The backlash to the backlash against NBC’s tape-delaying of its Olympics coverage is well underway. Derek Thompson at the Atlantic and Kevin Drum at Mother Jones both argue that, having invested billions in the rights to televise the games, of course the network wants to air its product at the optimal time for maximum television viewership. And fair enough as far as that goes. But the true blunder here is NBC’s refusal to sell—at any price—the right to watch the events live over the Internet.
The network is, quite sensibly, pairing its normal television broadcast with a comprehensive set of streaming broadcasts. This has not exactly gone off without a hitch, but it represents a very sensible two-pronged approach to the games. A primetime broadcast aimed at the center of the television market and a vast array of live Internet streams for niche fans.
But the structure of this Internet service is bizarre. On the normal Web, there are two kinds of business models. There are services you can access for free—Slate, Gmail—that rely on advertisers for revenue, and there are services you have to pay for such as Dropbox or the Financial Times. But NBC’s Live Extra, like HBO’s online service HBO Go, is in a strange third category. You can’t buy it, but you can get it for free if you happen to subscribe to cable television.

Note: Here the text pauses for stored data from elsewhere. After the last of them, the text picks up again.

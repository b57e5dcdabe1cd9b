//! Service container holding the engine's long-lived services.

use std::sync::Arc;
use std::time::Duration;

use tokio_util::sync::CancellationToken;
use tracing::{info, warn};

use crate::Result;
use crate::channel::PushChannel;
use crate::config::EngineConfig;
use crate::database::{self, DbPool};
use crate::dispatch::{PollingWorkerPool, PushDispatcher};
use crate::render::ContentProducer;
use crate::service::NotifyService;
use crate::store::{NotificationStore, PreferencesStore, SqliteStore};

/// Default timeout for graceful shutdown.
pub const DEFAULT_SHUTDOWN_TIMEOUT: Duration = Duration::from_secs(30);

/// Owns the dispatcher, the service facade and the worker pool.
pub struct ServiceContainer {
    config: EngineConfig,
    dispatcher: Arc<PushDispatcher>,
    service: Arc<NotifyService>,
    worker_pool: Arc<PollingWorkerPool>,
    pool: Option<DbPool>,
    cancellation_token: CancellationToken,
}

impl ServiceContainer {
    /// Wire the services over the given stores. Enqueues wake the worker pool.
    pub fn new(
        config: EngineConfig,
        notifications: Arc<dyn NotificationStore>,
        preferences: Arc<dyn PreferencesStore>,
        producer: Arc<dyn ContentProducer>,
        channels: Vec<Arc<dyn PushChannel>>,
    ) -> Result<Self> {
        config.validate()?;
        Self::wire(config, notifications, preferences, producer, channels)
    }

    fn wire(
        config: EngineConfig,
        notifications: Arc<dyn NotificationStore>,
        preferences: Arc<dyn PreferencesStore>,
        producer: Arc<dyn ContentProducer>,
        channels: Vec<Arc<dyn PushChannel>>,
    ) -> Result<Self> {
        let mut builder = PushDispatcher::builder()
            .config(config.dispatch_config()?)
            .notification_store(notifications)
            .preferences_store(preferences)
            .content_producer(producer);
        for channel in channels {
            builder = builder.push_channel(channel);
        }
        let dispatcher = Arc::new(builder.build()?);

        let cancellation_token = CancellationToken::new();
        let worker_pool = Arc::new(PollingWorkerPool::with_cancellation_token(
            dispatcher.clone(),
            config.worker_pool_config(),
            cancellation_token.child_token(),
        ));
        let service = Arc::new(NotifyService::new(dispatcher.clone()));
        service.add_enqueue_listener(worker_pool.enqueue_listener());

        Ok(Self {
            config,
            dispatcher,
            service,
            worker_pool,
            pool: None,
            cancellation_token,
        })
    }

    /// Open the configured SQLite database, migrate it and wire the services
    /// over it.
    pub async fn with_sqlite(
        config: EngineConfig,
        producer: Arc<dyn ContentProducer>,
        channels: Vec<Arc<dyn PushChannel>>,
    ) -> Result<Self> {
        config.validate()?;

        let pool = database::init_pool(&config.database_url).await?;
        database::run_migrations(&pool).await?;
        info!("Database ready at {}", config.database_url);

        let store = Arc::new(SqliteStore::new(pool.clone()));
        let mut container = Self::wire(config, store.clone(), store, producer, channels)?;
        container.pool = Some(pool);
        Ok(container)
    }

    pub fn config(&self) -> &EngineConfig {
        &self.config
    }

    pub fn dispatcher(&self) -> &Arc<PushDispatcher> {
        &self.dispatcher
    }

    pub fn service(&self) -> &Arc<NotifyService> {
        &self.service
    }

    pub fn worker_pool(&self) -> &Arc<PollingWorkerPool> {
        &self.worker_pool
    }

    /// Start the worker pool.
    pub fn start(&self) {
        info!(
            channels = self.dispatcher.push_channels().len(),
            workers = self.worker_pool.worker_count(),
            "Starting notification services"
        );
        self.worker_pool.start();
    }

    /// Gracefully shutdown all services.
    pub async fn shutdown(&self) -> Result<()> {
        self.shutdown_with_timeout(DEFAULT_SHUTDOWN_TIMEOUT).await
    }

    /// Shutdown with a custom timeout for the workers to finish their
    /// current attempt.
    pub async fn shutdown_with_timeout(&self, timeout: Duration) -> Result<()> {
        info!("Shutting down services (timeout: {:?})", timeout);
        self.cancellation_token.cancel();

        if tokio::time::timeout(timeout, self.worker_pool.shutdown())
            .await
            .is_err()
        {
            warn!("Shutdown timeout reached, forcing shutdown");
        }

        if let Some(pool) = &self.pool {
            info!("Closing database pool...");
            pool.close().await;
        }

        info!("Services shut down");
        Ok(())
    }

    /// Get the cancellation token for external use.
    pub fn cancellation_token(&self) -> CancellationToken {
        self.cancellation_token.clone()
    }

    /// Check if shutdown has been requested.
    pub fn is_shutting_down(&self) -> bool {
        self.cancellation_token.is_cancelled()
    }
}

The issue here at first blush is that NBC is owned by Comcast, which is a cable company. And that is clearly the decisive factor for this free-for-cable-subscribers model on some level. But the more you think about it the more it looks like an ideological decision than one motivated by greed.
After all, it’s insane to think that any of the small number of broadband-but-no-cable households in America is going to subscribe to a cable package for the sake of Live Extra. The Summer Olympics only takes up two weeks out of every four years and the most popular events are shown on over-the-air television. Meanwhile—confession time—it’s trivially easy to do what I did and ask a cable subscriber to share login information with me. It’s most likely so easy to cheat because NBC knows nobody is losing money this way. Since NBC doesn’t sell an Internet-only subscription to Live Extra, my cheating doesn’t cost them any actual revenue.
What would fill their coffers would be agreeing to sell Live Extra to people who want it. It could be handed out free to cable subscribers and offered to non-cable households for a one-time fee equal to about one month’s worth of a cheap cable teaser rate. Or they could stop giving it away to cable subscribers and offer it to the general public at a cheap $5 or $10 rate. Neither decision would hurt Comcast’s bottom line in any way. But either decision would involve contradicting the prevailing argument from the cable industry that nothing will ever have to change about their business model.